Real Estate Services
Technology has been a double-edged sword in real estate services. On the one hand, internet listings are effective at disseminating information far and wide, casting a wide net for buyers and sellers to increase the chances of transactions. On the other hand, digitization in the real estate market could potentially disintermediate key players like agents who use information asymmetries to their advantage.
Sales Growth
A company’s long-term performance can give signals about its business quality. Even a bad business can shine for one or two quarters, but a top-tier one grows for years. Over the last five years, Cushman & Wakefield grew its sales at a weak 1.9% compounded annual growth rate. This shows it failed to expand in any major way, a rough starting point for our analysis.

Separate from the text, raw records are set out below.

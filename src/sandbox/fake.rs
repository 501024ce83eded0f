//! In-memory `SandboxApi` test double.

use super::{
    BootstrapSpec, BridgeLaunchResult, ForkSpec, LaunchBridgeSpec, MainSandboxSpec, RepoSyncSpec,
    SandboxApi,
};
use crate::error::{Result, SandboxError};
use std::sync::atomic::{AtomicU32, Ordering};
use std::sync::Mutex;

#[derive(Default)]
struct Calls {
    ensure_work_volume: u32,
    ensure_main_sandbox: u32,
    ensure_repo_in_main_sandbox: u32,
    run_bootstrap: u32,
    create_task_sandbox_fork: u32,
    launch_bridge_in_sandbox: u32,
}

/// A scriptable fake of the `spark` CLI: every call succeeds by default and
/// is counted, with an optional one-shot failure injection for exercising
/// the task pipeline's failure path.
#[derive(Default)]
pub struct FakeSandboxClient {
    calls: Mutex<Calls>,
    fork_failures_remaining: AtomicU32,
    last_launch_env: Mutex<Option<std::collections::BTreeMap<String, String>>>,
}

impl FakeSandboxClient {
    pub fn new() -> Self {
        Self::default()
    }

    pub fn fail_next_fork(&self) {
        self.fork_failures_remaining.store(1, Ordering::SeqCst);
    }

    pub fn ensure_work_volume_calls(&self) -> u32 {
        self.calls.lock().unwrap().ensure_work_volume
    }

    pub fn ensure_main_sandbox_calls(&self) -> u32 {
        self.calls.lock().unwrap().ensure_main_sandbox
    }

    pub fn ensure_repo_in_main_sandbox_calls(&self) -> u32 {
        self.calls.lock().unwrap().ensure_repo_in_main_sandbox
    }

    pub fn run_bootstrap_calls(&self) -> u32 {
        self.calls.lock().unwrap().run_bootstrap
    }

    pub fn create_task_sandbox_fork_calls(&self) -> u32 {
        self.calls.lock().unwrap().create_task_sandbox_fork
    }

    pub fn launch_bridge_in_sandbox_calls(&self) -> u32 {
        self.calls.lock().unwrap().launch_bridge_in_sandbox
    }

    pub fn last_launch_env(&self) -> Option<std::collections::BTreeMap<String, String>> {
        self.last_launch_env.lock().unwrap().clone()
    }
}

impl SandboxApi for FakeSandboxClient {
    async fn verify_availability(&self) -> Result<()> {
        Ok(())
    }

    async fn ensure_work_volume(&self, _project: &str, _volume: &str) -> Result<()> {
        self.calls.lock().unwrap().ensure_work_volume += 1;
        Ok(())
    }

    async fn ensure_main_sandbox(&self, _spec: &MainSandboxSpec) -> Result<()> {
        self.calls.lock().unwrap().ensure_main_sandbox += 1;
        Ok(())
    }

    async fn ensure_repo_in_main_sandbox(&self, _spec: &RepoSyncSpec) -> Result<()> {
        self.calls.lock().unwrap().ensure_repo_in_main_sandbox += 1;
        Ok(())
    }

    async fn run_bootstrap(&self, _spec: &BootstrapSpec) -> Result<()> {
        self.calls.lock().unwrap().run_bootstrap += 1;
        Ok(())
    }

    async fn create_task_sandbox_fork(&self, spec: &ForkSpec) -> Result<()> {
        self.calls.lock().unwrap().create_task_sandbox_fork += 1;
        if self
            .fork_failures_remaining
            .fetch_update(Ordering::SeqCst, Ordering::SeqCst, |n| n.checked_sub(1))
            .is_ok()
        {
            return Err(SandboxError::NonZeroExit {
                command: format!("spark sandbox fork {}", spec.task_sandbox),
                exit_code: Some(1),
                output: "simulated fork failure".to_string(),
            }
            .into());
        }
        Ok(())
    }

    async fn launch_bridge_in_sandbox(&self, spec: &LaunchBridgeSpec) -> Result<BridgeLaunchResult> {
        self.calls.lock().unwrap().launch_bridge_in_sandbox += 1;
        *self.last_launch_env.lock().unwrap() = Some(spec.env.clone());
        Ok(BridgeLaunchResult {
            pid: Some(1234),
            process_id: Some("fake-process".to_string()),
            raw_output: "pid: 1234 process_id=fake-process".to_string(),
        })
    }
}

Long-term growth is the most important, but within consumer discretionary, product cycles are short and revenue can be hit-driven due to rapidly changing trends and consumer preferences. Cushman & Wakefield’s history shows it grew in the past but relinquished its gains over the last two years, as its revenue fell by 4.8% annually.
We can dig further into the company’s revenue dynamics by analyzing its three most important segments: Management, Leasing, and Capital Markets, which are 36.9%, 21%, and 7.2% of revenue. Over the last two years, Cushman & Wakefield’s Management revenue (property management) averaged 1.1% year-on-year growth while its Leasing (sourcing tenants) and Capital Markets (financial advisory) revenues averaged declines of 5.4% and 29.4%.
This quarter, Cushman & Wakefield’s revenue grew 2.5% year on year to $2.34 billion, falling short of Wall Street’s estimates.
Looking ahead, sell-side analysts expect revenue to grow 5.5% over the next 12 months, an improvement versus the last two years. Although this projection indicates the market thinks its newer products and services will fuel better performance, it is still below the sector average.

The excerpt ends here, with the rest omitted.